Azure instance CPU hog
Azure instance CPU hog disrupts the state of infrastructure resources.
- It induces stress on the Azure instance using the Azure
Run
command. The AzureRun
command is executed using the in-built bash scripts within the fault. - It utilizes excess amounts of CPU on the Azure instance using the bash script for a specific duration.
- Determines the resilience of an Azure instance and the application deployed on the instance during unexpected excessive utilization of the CPU resources.
- Determines how Azure scales the CPU resources to maintain the application when it is under stress.
- Causes CPU stress on the Azure instance(s).
- Simulates the situation of lack of CPU for processes running on the application, which degrades their performance.
- Verifies metrics-based horizontal pod autoscaling.
- Verifies vertical autoscale, that is, demand based CPU addition.
- Facilitates the scalability of nodes based on growth beyond budgeted pods.
- Verifies the autopilot functionality of cloud managed clusters.
- Verifies multi-tenant load issues. When the load on one container increases, the fault checks for any downtime in other containers.
Azure instance IO stress
Azure instance I/O stress disrupts the state of infra resources.
- This fault induces stress on the Azure instance using the Azure
Run
command. The AzureRun
command is executed using the in-built bash scripts within the fault. - It causes I/O stress on the Azure Instance using the bash script for a specific duration.
- Determines the resilience of an Azure instance when unexpected stress is applied on the I/O sources.
- Determines how Azure scales the resources to maintain the application under stress.
- Simulates slower disk operations by the application.
- Simulates noisy neighbour problems by hogging the disk bandwidth.
- Verifies the disk performance on increasing I/O threads and varying I/O block sizes.
- Checks whether or not the application functions under high disk latency conditions.
- Checks whether or not the application functions under high I/O traffic, and large I/O blocks.
- Checks if other services monopolize the I/O disks during stress.
Azure instance memory hog
Azure instance memory hog disrupts the state of infrastructure resources.
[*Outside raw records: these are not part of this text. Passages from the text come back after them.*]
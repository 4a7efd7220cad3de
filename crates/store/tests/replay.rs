#![forbid(unsafe_code)]

use k8s_openapi::apimachinery::pkg::apis::meta::v1::ObjectMeta;
use redeploy_core::{Deployment, DeploymentDelta, DeploymentLookup};
use redeploy_store::{spawn_ingest, CacheBuilder};

fn rc(ns: &str, name: &str, rv: &str) -> Deployment {
    Deployment {
        metadata: ObjectMeta {
            name: Some(name.to_string()),
            namespace: Some(ns.to_string()),
            resource_version: Some(rv.to_string()),
            ..Default::default()
        },
        ..Default::default()
    }
}

fn rv(d: &Deployment) -> &str { d.metadata.resource_version.as_deref().unwrap_or("") }

#[test]
fn replay_basic_sequence() {
    let mut cb = CacheBuilder::new();

    let deltas = vec![
        DeploymentDelta::Applied(rc("ns", "app-1", "1")),
        DeploymentDelta::Applied(rc("other", "app-1", "2")),
        // update in place
        DeploymentDelta::Applied(rc("ns", "app-1", "3")),
        DeploymentDelta::Deleted(rc("other", "app-1", "2")),
    ];

    cb.apply(deltas[..2].to_vec());
    let snap1 = cb.freeze();
    assert_eq!(snap1.epoch, 1);
    assert_eq!(snap1.len(), 2);
    assert_eq!(rv(&snap1.get("ns", "app-1").unwrap()), "1");

    cb.apply(deltas[2..].to_vec());
    let snap2 = cb.freeze();
    assert_eq!(snap2.epoch, 2);
    assert_eq!(snap2.len(), 1);
    assert_eq!(rv(&snap2.get("ns", "app-1").unwrap()), "3");
    assert!(snap2.get("other", "app-1").is_none());

    // earlier snapshots are unaffected
    assert_eq!(snap1.len(), 2);
}

#[test]
fn restart_replaces_everything() {
    let mut cb = CacheBuilder::new();
    cb.apply(vec![DeploymentDelta::Applied(rc("ns", "stale-1", "1"))]);
    cb.apply(vec![DeploymentDelta::Restarted(vec![rc("ns", "app-1", "5"), rc("ns", "app-2", "6")])]);
    let snap = cb.freeze();
    assert_eq!(snap.len(), 2);
    assert!(snap.get("ns", "stale-1").is_none());
    assert!(snap.get("ns", "app-2").is_some());
}

#[test]
fn nameless_objects_are_ignored() {
    let mut cb = CacheBuilder::new();
    cb.apply(vec![DeploymentDelta::Applied(Deployment::default())]);
    let snap = cb.freeze();
    assert!(snap.is_empty());
    assert_eq!(snap.epoch, 1);
}

#[tokio::test]
async fn ingest_publishes_new_epochs() {
    let (tx, cache) = spawn_ingest(16);
    let mut epochs = cache.subscribe_epoch();
    assert!(cache.get("ns", "app-1").is_none());

    tx.send(DeploymentDelta::Applied(rc("ns", "app-1", "1"))).await.unwrap();
    tokio::time::timeout(std::time::Duration::from_secs(1), epochs.changed()).await.unwrap().unwrap();
    assert!(*epochs.borrow() >= 1);
    assert_eq!(rv(&cache.get("ns", "app-1").unwrap()), "1");

    tx.send(DeploymentDelta::Deleted(rc("ns", "app-1", "1"))).await.unwrap();
    tokio::time::timeout(std::time::Duration::from_secs(1), epochs.changed()).await.unwrap().unwrap();
    assert!(cache.get("ns", "app-1").is_none());
    assert_eq!(cache.current().epoch, *epochs.borrow());
}

#[test]
fn emptied_namespace_does_not_linger() {
    let mut cb = CacheBuilder::new();
    cb.apply(vec![
        DeploymentDelta::Applied(rc("a", "app-1", "1")),
        DeploymentDelta::Applied(rc("b", "app-1", "2")),
        DeploymentDelta::Applied(rc("b", "app-2", "3")),
    ]);
    assert_eq!(cb.freeze().namespaces(), 2);

    cb.apply(vec![
        DeploymentDelta::Deleted(rc("a", "app-1", "1")),
        // unknown names and namespaces are no-ops
        DeploymentDelta::Deleted(rc("a", "app-1", "1")),
        DeploymentDelta::Deleted(rc("c", "app-9", "1")),
    ]);
    let snap = cb.freeze();
    assert_eq!(snap.len(), 2);
    assert_eq!(snap.namespaces(), 1);
    assert!(snap.get("a", "app-1").is_none());
    assert_eq!(rv(&snap.get("b", "app-1").unwrap()), "2");

    // re-applying an existing name replaces rather than grows
    cb.apply(vec![DeploymentDelta::Applied(rc("b", "app-2", "4"))]);
    let snap = cb.freeze();
    assert_eq!(snap.len(), 2);
    assert_eq!(rv(&snap.get("b", "app-2").unwrap()), "4");
}
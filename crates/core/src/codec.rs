//! Snapshot codec: a deployment embeds the config it was generated from as
//! JSON in an annotation, so later config changes can be compared against it.

use std::collections::BTreeMap;

use k8s_openapi::api::core::v1::ReplicationControllerSpec;
use k8s_openapi::apimachinery::pkg::apis::meta::v1::ObjectMeta;

use crate::{deployment_name, DecodeError, Deployment, DeploymentConfig};

pub const ENCODED_CONFIG_ANNOTATION: &str = "openshift.io/encoded-deployment-config";
pub const CONFIG_NAME_ANNOTATION: &str = "openshift.io/deployment-config.name";
pub const LATEST_VERSION_ANNOTATION: &str = "openshift.io/deployment-config.latest-version";

pub trait ConfigCodec: Send + Sync {
    fn encode(&self, config: &DeploymentConfig) -> Result<String, serde_json::Error>;
    fn decode(&self, deployment: &Deployment) -> Result<DeploymentConfig, DecodeError>;
}

/// Stores the snapshot as plain JSON under [`ENCODED_CONFIG_ANNOTATION`].
#[derive(Debug, Clone, Copy, Default)]
pub struct JsonAnnotationCodec;

impl ConfigCodec for JsonAnnotationCodec {
    fn encode(&self, config: &DeploymentConfig) -> Result<String, serde_json::Error> {
        serde_json::to_string(config)
    }

    fn decode(&self, deployment: &Deployment) -> Result<DeploymentConfig, DecodeError> {
        let name = deployment.metadata.name.clone().unwrap_or_default();
        let raw = deployment
            .metadata
            .annotations
            .as_ref()
            .and_then(|a| a.get(ENCODED_CONFIG_ANNOTATION))
            .ok_or_else(|| DecodeError::MissingAnnotation { deployment: name.clone(), annotation: ENCODED_CONFIG_ANNOTATION })?;
        serde_json::from_str(raw).map_err(|source| DecodeError::Malformed { deployment: name, source })
    }
}

/// Materialize the deployment for the config's current version, embedding
/// the encoded config for later drift checks.
pub fn deployment_for_config(config: &DeploymentConfig, codec: &dyn ConfigCodec) -> Result<Deployment, serde_json::Error> {
    let encoded = codec.encode(config)?;
    let mut annotations = BTreeMap::new();
    annotations.insert(ENCODED_CONFIG_ANNOTATION.to_string(), encoded);
    annotations.insert(CONFIG_NAME_ANNOTATION.to_string(), config.name().to_string());
    annotations.insert(LATEST_VERSION_ANNOTATION.to_string(), config.latest_version().to_string());

    let mut labels = config.metadata.labels.clone().unwrap_or_default();
    labels.insert(CONFIG_NAME_ANNOTATION.to_string(), config.name().to_string());

    let selector = if config.spec.selector.is_empty() { None } else { Some(config.spec.selector.clone()) };
    Ok(Deployment {
        metadata: ObjectMeta {
            name: Some(deployment_name(config.name(), config.latest_version())),
            namespace: config.metadata.namespace.clone(),
            annotations: Some(annotations),
            labels: Some(labels),
            ..Default::default()
        },
        spec: Some(ReplicationControllerSpec {
            replicas: Some(config.spec.replicas),
            selector,
            template: config.spec.template.clone(),
            ..Default::default()
        }),
        status: None,
    })
}
//! Change strategy backed by the API server.

use kube::{api::PostParams, Client};
use redeploy_core::{ChangeStrategy, DeploymentConfig, StrategyError};
use tracing::debug;

use crate::{config_api, config_from_dynamic};

/// Generates the next version from the live object and writes it back through
/// the status subresource. The write carries the resourceVersion that was
/// read, so the API server rejects it if anyone wrote in between.
#[derive(Clone)]
pub struct KubeChangeStrategy {
    client: Client,
}

impl KubeChangeStrategy {
    pub fn new(client: Client) -> Self { Self { client } }
}

pub(crate) fn map_kube_error(e: kube::Error) -> StrategyError {
    match e {
        kube::Error::Api(ae) if ae.code == 409 => StrategyError::Conflict(ae.message),
        kube::Error::Api(ae) if ae.code == 404 => StrategyError::NotFound(ae.message),
        kube::Error::Api(ae) => StrategyError::Api(format!("{} ({}): {}", ae.reason, ae.code, ae.message)),
        other => StrategyError::Other(other.into()),
    }
}

/// Full object for a status PUT. The status subresource replaces all of
/// `status`, so fields owned by other writers travel in `extra`.
pub(crate) fn status_body(config: &DeploymentConfig) -> Result<Vec<u8>, StrategyError> {
    let mut body = config.clone();
    body.api_version.get_or_insert_with(|| redeploy_core::API_VERSION.to_string());
    body.kind.get_or_insert_with(|| redeploy_core::KIND.to_string());
    serde_json::to_vec(&body).map_err(|e| StrategyError::Other(e.into()))
}

#[async_trait::async_trait]
impl ChangeStrategy for KubeChangeStrategy {
    async fn generate_config(&self, namespace: &str, name: &str) -> Result<DeploymentConfig, StrategyError> {
        let api = config_api(self.client.clone(), Some(namespace));
        let live = api.get(name).await.map_err(map_kube_error)?;
        let mut next = config_from_dynamic(&live)?;
        next.status.latest_version += 1;
        debug!(ns = %namespace, name = %name, latest_version = next.latest_version(), "generated next config version");
        Ok(next)
    }

    async fn update_config(&self, namespace: &str, config: &DeploymentConfig) -> Result<DeploymentConfig, StrategyError> {
        let api = config_api(self.client.clone(), Some(namespace));
        let data = status_body(config)?;
        let stored = api
            .replace_status(config.name(), &PostParams::default(), data)
            .await
            .map_err(map_kube_error)?;
        Ok(config_from_dynamic(&stored)?)
    }
}

#[cfg(test)]
mod tests {
    use super::*;
    use kube::core::{DynamicObject, ErrorResponse};
    use redeploy_core::{DeploymentDetails, DeploymentTriggerType};

    fn api_err(code: u16, reason: &str) -> kube::Error {
        kube::Error::Api(ErrorResponse {
            status: "Failure".into(),
            message: format!("{} happened", reason),
            reason: reason.into(),
            code,
        })
    }

    #[test]
    fn conflict_maps_to_conflict() {
        let e = map_kube_error(api_err(409, "Conflict"));
        assert!(e.is_conflict());
    }

    #[test]
    fn not_found_and_other_api_errors_are_not_conflicts() {
        assert!(matches!(map_kube_error(api_err(404, "NotFound")), StrategyError::NotFound(_)));
        match map_kube_error(api_err(500, "InternalError")) {
            StrategyError::Api(msg) => assert!(msg.contains("500")),
            other => panic!("unexpected: {:?}", other),
        }
    }

    #[test]
    fn status_body_keeps_fields_owned_by_others() {
        let live: DynamicObject = serde_json::from_value(serde_json::json!({
            "apiVersion": "apps.openshift.io/v1",
            "kind": "DeploymentConfig",
            "metadata": { "name": "app", "namespace": "ns", "resourceVersion": "12" },
            "spec": {
                "strategy": { "type": "Rolling" },
                "triggers": [ { "type": "ConfigChange" } ]
            },
            "status": {
                "latestVersion": 4,
                "observedGeneration": 7,
                "replicas": 2,
                "conditions": [ { "type": "Progressing", "status": "True" } ]
            }
        }))
        .unwrap();
        let mut next = config_from_dynamic(&live).unwrap();
        next.status.latest_version += 1;
        next.status.details = Some(DeploymentDetails::caused_by(DeploymentTriggerType::ConfigChange));

        let body: serde_json::Value = serde_json::from_slice(&status_body(&next).unwrap()).unwrap();
        assert_eq!(body["metadata"]["resourceVersion"], "12");
        assert_eq!(body["spec"]["strategy"]["type"], "Rolling");
        let status = &body["status"];
        assert_eq!(status["latestVersion"], 5);
        assert_eq!(status["observedGeneration"], 7);
        assert_eq!(status["replicas"], 2);
        assert_eq!(status["conditions"][0]["type"], "Progressing");
        assert_eq!(status["details"]["causes"][0]["type"], "ConfigChange");
    }

    #[test]
    fn status_body_fills_type_meta() {
        let mut c = DeploymentConfig::new("ns", "app");
        c.api_version = None;
        c.kind = None;
        let body: serde_json::Value = serde_json::from_slice(&status_body(&c).unwrap()).unwrap();
        assert_eq!(body["apiVersion"], "apps.openshift.io/v1");
        assert_eq!(body["kind"], "DeploymentConfig");
    }
}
- It induces stress on the Azure Instance using the Azure
Run
command. The AzureRun
command is executed using the in-built bash scripts within the fault. - It utilizes memory in excess on the Azure Instance using the bash script for a specific duration.
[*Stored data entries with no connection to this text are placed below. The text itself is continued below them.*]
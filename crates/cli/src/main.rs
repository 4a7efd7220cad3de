use std::path::PathBuf;
use std::str::FromStr;

use anyhow::{anyhow, Context, Result};
use clap::{Parser, Subcommand, ValueEnum};
use redeploy_controller::ConfigChangeController;
use redeploy_core::JsonAnnotationCodec;
use redeploy_kubehub::KubeChangeStrategy;
use tokio::signal;
use tokio::sync::mpsc;
use tracing::{error, info, warn};

mod check;

#[derive(Parser, Debug)]
#[command(name = "redeployctl", version, about = "Redeploy config change controller")]
struct Cli {
    /// Output format
    #[arg(short = 'o', long = "output", value_enum, global = true, default_value_t = Output::Human)]
    output: Output,

    /// Namespace to watch (default: all namespaces)
    #[arg(long = "ns", global = true, env = "REDEPLOY_NAMESPACE")]
    namespace: Option<String>,

    #[command(subcommand)]
    command: Commands,
}

#[derive(Copy, Clone, Debug, Eq, PartialEq, ValueEnum)]
enum Output { Human, Json }

#[derive(Subcommand, Debug)]
enum Commands {
    /// Watch deployment configs and advance them on template changes
    Run,
    /// Reconcile one config offline against an optional deployment; nothing is written
    Check {
        /// DeploymentConfig manifest (YAML or JSON)
        #[arg(long = "config")]
        config: PathBuf,
        /// ReplicationController manifest of the latest deployment
        #[arg(long = "deployment")]
        deployment: Option<PathBuf>,
    },
    /// Print the deployment a config's current version materializes as
    Render {
        /// DeploymentConfig manifest (YAML or JSON)
        #[arg(long = "config")]
        config: PathBuf,
    },
}

fn init_tracing() {
    let env = std::env::var("REDEPLOY_LOG").unwrap_or_else(|_| "info".to_string());
    let filter = tracing_subscriber::EnvFilter::from_str(&env).unwrap_or_else(|_| tracing_subscriber::EnvFilter::new("info"));
    tracing_subscriber::fmt().with_env_filter(filter).with_target(true).init();
}

fn init_metrics() {
    if let Ok(addr) = std::env::var("REDEPLOY_METRICS_ADDR") {
        match install_metrics_exporter(&addr) {
            Ok(()) => info!(addr = %addr, "Prometheus metrics exporter listening"),
            Err(e) => warn!(error = ?e, "metrics exporter disabled"),
        }
    }
}

fn install_metrics_exporter(addr: &str) -> Result<()> {
    let sock: std::net::SocketAddr = addr
        .parse()
        .with_context(|| format!("invalid REDEPLOY_METRICS_ADDR {:?}; expected host:port", addr))?;
    metrics_exporter_prometheus::PrometheusBuilder::new()
        .with_http_listener(sock)
        .install()
        .context("installing Prometheus exporter")
}

fn queue_cap() -> usize {
    std::env::var("REDEPLOY_QUEUE_CAP").ok().and_then(|s| s.parse().ok()).unwrap_or(1024)
}

#[tokio::main]
async fn main() -> Result<()> {
    init_tracing();
    init_metrics();
    let cli = Cli::parse();

    match cli.command {
        Commands::Run => run(cli.namespace).await,
        Commands::Check { config, deployment } => {
            let report = check::check(&config, deployment.as_deref()).await?;
            match cli.output {
                Output::Human => print!("{}", report.human()),
                Output::Json => println!("{}", serde_json::to_string_pretty(&report)?),
            }
            Ok(())
        }
        Commands::Render { config } => {
            let deployment = check::render(&config)?;
            match cli.output {
                Output::Human => print!("{}", serde_yaml::to_string(&deployment)?),
                Output::Json => println!("{}", serde_json::to_string_pretty(&deployment)?),
            }
            Ok(())
        }
    }
}

async fn run(namespace: Option<String>) -> Result<()> {
    let cap = queue_cap();
    let client = redeploy_kubehub::get_kube_client().await?;

    let (delta_tx, cache) = redeploy_store::spawn_ingest(cap);
    let mut epochs = cache.subscribe_epoch();
    let mut deployments = {
        let client = client.clone();
        let ns = namespace.clone();
        tokio::spawn(async move { redeploy_kubehub::start_deployment_watcher(client, ns.as_deref(), delta_tx).await })
    };

    // Configs seen before the first relist would all look undeployed-yet.
    info!("waiting for deployment cache to sync");
    epochs.changed().await.context("deployment cache closed before first sync")?;
    info!(deployments = cache.current().len(), "deployment cache synced");

    let (config_tx, config_rx) = mpsc::channel(cap);
    {
        let client = client.clone();
        let ns = namespace.clone();
        tokio::spawn(async move {
            if let Err(e) = redeploy_kubehub::start_config_watcher(client, ns.as_deref(), config_tx).await {
                error!(error = ?e, "config watcher failed");
            }
        });
    }

    let controller = ConfigChangeController::new(KubeChangeStrategy::new(client), cache, JsonAnnotationCodec);
    let (mut join, stop) = controller.spawn(config_rx);

    // A stale cache or a dead event source must take the process down so a
    // supervisor restarts it.
    let exit: Result<()> = tokio::select! {
        res = signal::ctrl_c() => {
            res.context("listening for ctrl-c")?;
            info!("ctrl-c received; stopping controller");
            Ok(())
        }
        res = &mut join => {
            res.context("joining controller task")?;
            Err(anyhow!("controller exited before shutdown was requested"))
        }
        res = &mut deployments => Err(match res {
            Ok(Ok(())) => anyhow!("deployment watcher stopped"),
            Ok(Err(e)) => e.context("deployment watcher failed"),
            Err(e) => anyhow::Error::from(e).context("deployment watcher task aborted"),
        }),
    };

    if !join.is_finished() {
        stop.stop();
        join.await.context("joining controller task")?;
    }
    exit
}

#[cfg(test)]
mod tests {
    use super::*;

    #[test]
    fn bad_metrics_addr_is_an_error() {
        let err = install_metrics_exporter("not-an-addr").unwrap_err();
        assert!(format!("{:#}", err).contains("expected host:port"));
    }

    #[test]
    fn cli_parses_check_arguments() {
        let cli = Cli::try_parse_from(["redeployctl", "-o", "json", "check", "--config", "dc.yaml", "--deployment", "rc.yaml"]).unwrap();
        assert_eq!(cli.output, Output::Json);
        match cli.command {
            Commands::Check { config, deployment } => {
                assert_eq!(config, PathBuf::from("dc.yaml"));
                assert_eq!(deployment, Some(PathBuf::from("rc.yaml")));
            }
            other => panic!("unexpected command: {:?}", other),
        }
    }
}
- Determines the resilience of an Azure instance when memory resources are unexpectedly utilized in excess.
- Determines how Azure scales the memory to maintain the application when resources are consumed heavily.
- Simulates the situation of memory leaks in the deployment of microservices.
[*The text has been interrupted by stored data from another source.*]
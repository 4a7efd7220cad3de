//! Redeploy core types: deployment configs, deployed revisions and the
//! collaborator traits the config change controller is built against.

#![forbid(unsafe_code)]

use std::collections::BTreeMap;
use std::sync::Arc;

use k8s_openapi::api::core::v1::{PodSpec, PodTemplateSpec, ReplicationController};
use k8s_openapi::apimachinery::pkg::apis::meta::v1::ObjectMeta;
use serde::{Deserialize, Serialize};

pub mod codec;
pub mod error;

pub use codec::{deployment_for_config, ConfigCodec, JsonAnnotationCodec};
pub use error::{DecodeError, StrategyError};

/// A deployed revision. Each config version materializes as one replication controller.
pub type Deployment = ReplicationController;

pub const API_VERSION: &str = "apps.openshift.io/v1";
pub const KIND: &str = "DeploymentConfig";

/// User-declared desired state: triggers plus a pod template, versioned by
/// `status.latestVersion`.
#[derive(Debug, Clone, Default, PartialEq, Serialize, Deserialize)]
#[serde(rename_all = "camelCase")]
pub struct DeploymentConfig {
    #[serde(default, skip_serializing_if = "Option::is_none")]
    pub api_version: Option<String>,
    #[serde(default, skip_serializing_if = "Option::is_none")]
    pub kind: Option<String>,
    #[serde(default)]
    pub metadata: ObjectMeta,
    #[serde(default)]
    pub spec: DeploymentConfigSpec,
    #[serde(default)]
    pub status: DeploymentConfigStatus,
}

#[derive(Debug, Clone, Default, PartialEq, Serialize, Deserialize)]
#[serde(rename_all = "camelCase")]
pub struct DeploymentConfigSpec {
    /// Evaluated in order; the first `ConfigChange` entry wins.
    #[serde(default, skip_serializing_if = "Vec::is_empty")]
    pub triggers: Vec<DeploymentTrigger>,
    #[serde(default)]
    pub replicas: i32,
    #[serde(default, skip_serializing_if = "BTreeMap::is_empty")]
    pub selector: BTreeMap<String, String>,
    #[serde(default, skip_serializing_if = "Option::is_none")]
    pub template: Option<PodTemplateSpec>,
    /// Fields this model does not interpret (strategy, paused, ...), kept so writes round-trip them.
    #[serde(flatten)]
    pub extra: serde_json::Map<String, serde_json::Value>,
}

#[derive(Debug, Clone, Default, PartialEq, Serialize, Deserialize)]
#[serde(rename_all = "camelCase")]
pub struct DeploymentConfigStatus {
    /// 0 means the config was never deployed.
    #[serde(default)]
    pub latest_version: i64,
    #[serde(default, skip_serializing_if = "Option::is_none")]
    pub details: Option<DeploymentDetails>,
    /// Status owned by other writers (observedGeneration, replicas, conditions, ...).
    #[serde(flatten)]
    pub extra: serde_json::Map<String, serde_json::Value>,
}

/// Declarative rule describing what causes a new deployment.
#[derive(Debug, Clone, PartialEq, Serialize, Deserialize)]
#[serde(tag = "type")]
pub enum DeploymentTrigger {
    ConfigChange,
    ImageChange {
        #[serde(rename = "imageChangeParams", default, skip_serializing_if = "Option::is_none")]
        params: Option<ImageChangeParams>,
    },
    /// Trigger types this controller does not know about.
    #[serde(other)]
    Unknown,
}

#[derive(Debug, Clone, Default, PartialEq, Serialize, Deserialize)]
#[serde(rename_all = "camelCase")]
pub struct ImageChangeParams {
    #[serde(default)]
    pub automatic: bool,
    #[serde(default, skip_serializing_if = "Vec::is_empty")]
    pub container_names: Vec<String>,
    #[serde(default, skip_serializing_if = "Option::is_none")]
    pub from: Option<ImageReference>,
    #[serde(default, skip_serializing_if = "Option::is_none")]
    pub last_triggered_image: Option<String>,
}

#[derive(Debug, Clone, Default, PartialEq, Serialize, Deserialize)]
pub struct ImageReference {
    #[serde(default)]
    pub kind: String,
    #[serde(default)]
    pub name: String,
    #[serde(default, skip_serializing_if = "Option::is_none")]
    pub namespace: Option<String>,
}

#[derive(Debug, Clone, Copy, PartialEq, Eq, Hash, Serialize, Deserialize)]
pub enum DeploymentTriggerType {
    ConfigChange,
    ImageChange,
    Manual,
    /// Cause types this controller does not know about.
    #[serde(other)]
    Unknown,
}

/// Provenance of the latest deployment.
#[derive(Debug, Clone, Default, PartialEq, Serialize, Deserialize)]
pub struct DeploymentDetails {
    #[serde(default, skip_serializing_if = "Option::is_none")]
    pub message: Option<String>,
    #[serde(default)]
    pub causes: Vec<DeploymentCause>,
}

impl DeploymentDetails {
    /// Details carrying exactly one cause of the given type.
    pub fn caused_by(kind: DeploymentTriggerType) -> Self {
        Self { message: None, causes: vec![DeploymentCause { kind }] }
    }
}

#[derive(Debug, Clone, Copy, PartialEq, Eq, Serialize, Deserialize)]
pub struct DeploymentCause {
    #[serde(rename = "type")]
    pub kind: DeploymentTriggerType,
}

impl DeploymentConfig {
    pub fn new(namespace: &str, name: &str) -> Self {
        Self {
            api_version: Some(API_VERSION.to_string()),
            kind: Some(KIND.to_string()),
            metadata: ObjectMeta {
                namespace: Some(namespace.to_string()),
                name: Some(name.to_string()),
                ..Default::default()
            },
            ..Default::default()
        }
    }

    pub fn namespace(&self) -> &str { self.metadata.namespace.as_deref().unwrap_or("") }
    pub fn name(&self) -> &str { self.metadata.name.as_deref().unwrap_or("") }
    pub fn latest_version(&self) -> i64 { self.status.latest_version }

    /// True when any trigger reacts to config changes.
    pub fn has_config_change_trigger(&self) -> bool {
        self.spec.triggers.iter().any(|t| matches!(t, DeploymentTrigger::ConfigChange))
    }

    pub fn pod_spec(&self) -> Option<&PodSpec> {
        self.spec.template.as_ref().and_then(|t| t.spec.as_ref())
    }

    pub fn causes(&self) -> &[DeploymentCause] {
        self.status.details.as_ref().map(|d| d.causes.as_slice()).unwrap_or(&[])
    }
}

/// Name of the deployment materializing `version` of config `name`.
pub fn deployment_name(config_name: &str, version: i64) -> String {
    format!("{}-{}", config_name, version)
}

/// Name of the deployment for the config's current `latestVersion`.
pub fn latest_deployment_name(config: &DeploymentConfig) -> String {
    deployment_name(config.name(), config.latest_version())
}

/// Deep structural equality over pod specs.
pub fn pod_specs_equal(a: &PodSpec, b: &PodSpec) -> bool {
    a == b
}

/// Keyed lookup of last-known deployments. Implementations may be eventually consistent.
pub trait DeploymentLookup: Send + Sync {
    fn get(&self, namespace: &str, name: &str) -> Option<Arc<Deployment>>;
}

impl<T: DeploymentLookup + ?Sized> DeploymentLookup for Arc<T> {
    fn get(&self, namespace: &str, name: &str) -> Option<Arc<Deployment>> {
        (**self).get(namespace, name)
    }
}

/// Generates and persists config revisions. `update_config` must be a
/// conditional write that fails with [`StrategyError::Conflict`] on a stale version.
#[async_trait::async_trait]
pub trait ChangeStrategy: Send + Sync {
    async fn generate_config(&self, namespace: &str, name: &str) -> Result<DeploymentConfig, StrategyError>;
    async fn update_config(&self, namespace: &str, config: &DeploymentConfig) -> Result<DeploymentConfig, StrategyError>;
}

#[async_trait::async_trait]
impl<T: ChangeStrategy + ?Sized> ChangeStrategy for Arc<T> {
    async fn generate_config(&self, namespace: &str, name: &str) -> Result<DeploymentConfig, StrategyError> {
        (**self).generate_config(namespace, name).await
    }

    async fn update_config(&self, namespace: &str, config: &DeploymentConfig) -> Result<DeploymentConfig, StrategyError> {
        (**self).update_config(namespace, config).await
    }
}

/// Change to a deployment as observed by a watch stream.
#[derive(Debug, Clone)]
pub enum DeploymentDelta {
    Applied(Deployment),
    Deleted(Deployment),
    /// Full relist; replaces everything known so far.
    Restarted(Vec<Deployment>),
}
- Simulates a slowed application caused by lack of memory.
- Simulates noisy neighbour problems due to hogging.
- Verifies pod priority and QoS setting for eviction purposes.
- Verifies application restarts on OOM (out of memory) kills.
Azure instance stop
Azure instance stop powers off from an Azure instance during a specific duration. It checks the performance of the application or process running on the instance.
- Determines the resilience of an application to unexpected power off of the Azure instances.
- Determines how the application handles the requests and how quickly it recovers from such failures.
Azure web app access restrict
Azure web app access restrict causes a split brain condition by restricting the access to an application service instance.
- This fault checks if the requests have been serviced and recovery is automated after the restrictions have been lifted.
- It checks the performance of the application (or process) running on the instance.
Azure web app stop
Azure web app stop shuts down the application. It checks whether the requests have been re-routed to another instance on the application service.
- Determines the resilience of a web application to unplanned halts (or stops).
- Determines the resilience based on how quickly and efficiently the application recovers from the failure by re-routing the traffic to a different instance on the same application service.